Sinus Surgery

Sinus Surgery

A sinus surgeon can quickly determine whether or not your condition will benefit from endoscopic sinus surgery. 

Thanks to advanced technology such as high-definition digital imaging, digital video guidance, and thin, sensitive, flexible endoscopes, today’s sinus surgery is nothing like it was even a decade ago.  In most cases, it’s performed entirely through the nose and doesn’t involve incisions on the face or in the mouth. Endoscopic sinus surgery usually involves minimal packing of the nose (the packing is temporary), only mild pain afterward, and a short recovery. Some procedures can be completed right in the doctor’s office.

Depending on your particular case, an endoscopic sinus procedure is done under either local or general anesthesia. Under local anesthesia, the nasal and sinus cavities are numbed so there is no pain, but depending on the type of anesthesia required, you remain awake or lightly sedated.  General anesthesia means you’re asleep for the procedure. 

The goal of the surgery is to enlarge the narrowed or inflamed sinus openings so that the sinuses can drain properly into the nose. 

In addition to the sinuses, other nasal structures such as the septum or turbinates (filters inside your nose that filter and moisten the air) may require surgery as well. This is performed during the same endoscopic procedure.  

Other technology such as a tiny balloon can be used to widen the sinus opening and allow it to drain properly. 

What is an endoscope?

A small lighted telescope that the surgeon places into the nostril, the nasal endoscope allows the surgeon to see right into your nose and sinuses.

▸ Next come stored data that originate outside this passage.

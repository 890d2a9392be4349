use std::fmt;

use serde::{Deserialize, Serialize};

use crate::error::IdError;
use crate::ids::IdGenerator;

/// Consumer value addressing every subscriber.
pub const BROADCAST: u64 = 0;

/// Event routed by the [`Broker`](super::Broker).
///
/// `consumer == 0` broadcasts; any other value targets the subscriber with
/// that id. Copies delivered by a broadcast carry the recipient's own id.
#[derive(Debug, Clone, PartialEq, Eq)]
pub struct StreamEvent {
    pub id: u64,
    pub message: Vec<u8>,
    pub consumer: u64,
}

impl StreamEvent {
    /// Creates an event with a fresh distributed id.
    pub fn new(message: impl Into<Vec<u8>>, consumer: u64, ids: &dyn IdGenerator) -> Result<Self, IdError> {
        Ok(Self {
            id: ids.next_id()?,
            message: message.into(),
            consumer,
        })
    }

    /// Creates a broadcast event with a fresh distributed id.
    pub fn broadcast(message: impl Into<Vec<u8>>, ids: &dyn IdGenerator) -> Result<Self, IdError> {
        Self::new(message, BROADCAST, ids)
    }

    pub fn is_broadcast(&self) -> bool {
        self.consumer == BROADCAST
    }

    /// JSON body of a stream frame.
    pub fn to_wire(&self) -> WireEvent {
        WireEvent {
            event_id: self.id,
            message: String::from_utf8_lossy(&self.message).into_owned(),
            consumer_id: self.consumer,
        }
    }
}

impl fmt::Display for StreamEvent {
    fn fmt(&self, f: &mut fmt::Formatter<'_>) -> fmt::Result {
        write!(
            f,
            "{}: [{},{})",
            self.id,
            String::from_utf8_lossy(&self.message),
            self.consumer
        )
    }
}

/// Wire shape of one stream frame.
#[derive(Debug, Clone, PartialEq, Eq, Serialize, Deserialize)]
pub struct WireEvent {
    pub event_id: u64,
    pub message: String,
    pub consumer_id: u64,
}

#[cfg(test)]
mod tests {
    use super::*;
    use crate::ids::CounterIds;

    #[test]
    fn wire_shape_uses_stream_field_names() {
        let ids = CounterIds::new(7, 1);
        let ev = StreamEvent::new("hello", 42, &ids).unwrap();
        let json = serde_json::to_value(ev.to_wire()).unwrap();
        assert_eq!(
            json,
            serde_json::json!({"event_id": 7, "message": "hello", "consumer_id": 42})
        );
    }

    #[test]
    fn display_matches_log_format() {
        let ev = StreamEvent {
            id: 1,
            message: b"hi".to_vec(),
            consumer: 0,
        };
        assert!(ev.is_broadcast());
        assert_eq!(ev.to_string(), "1: [hi,0)");
    }
}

Who is a candidate for sinus endoscopic surgery?

When your sinuses are inflamed for long periods of time, and you don’t respond to more conservative medical treatment, you have chronic rhinosinusitis, also called chronic sinusitis. The inflammation can be caused by a number of things including a bacterial, viral, or fungal infection, nasal polyps (non-cancerous swelling of the nasal/sinus lining), allergies, irritants, and other factors. If you have chronic rhinosinusitis, you may be a candidate for endoscopic surgery. 

Recurrent sinus infections, those that go away with medication, but return quickly and frequently also may make you a candidate for surgery. 

Other conditions that can make sinus surgery necessary are a sinus infection that has spread to the eye, face, or brain, nasal polyps, an impaired sense of smell, tumors(cancerous and non-cancerous, brain fluid leaking into the nose, and blocked tear ducts.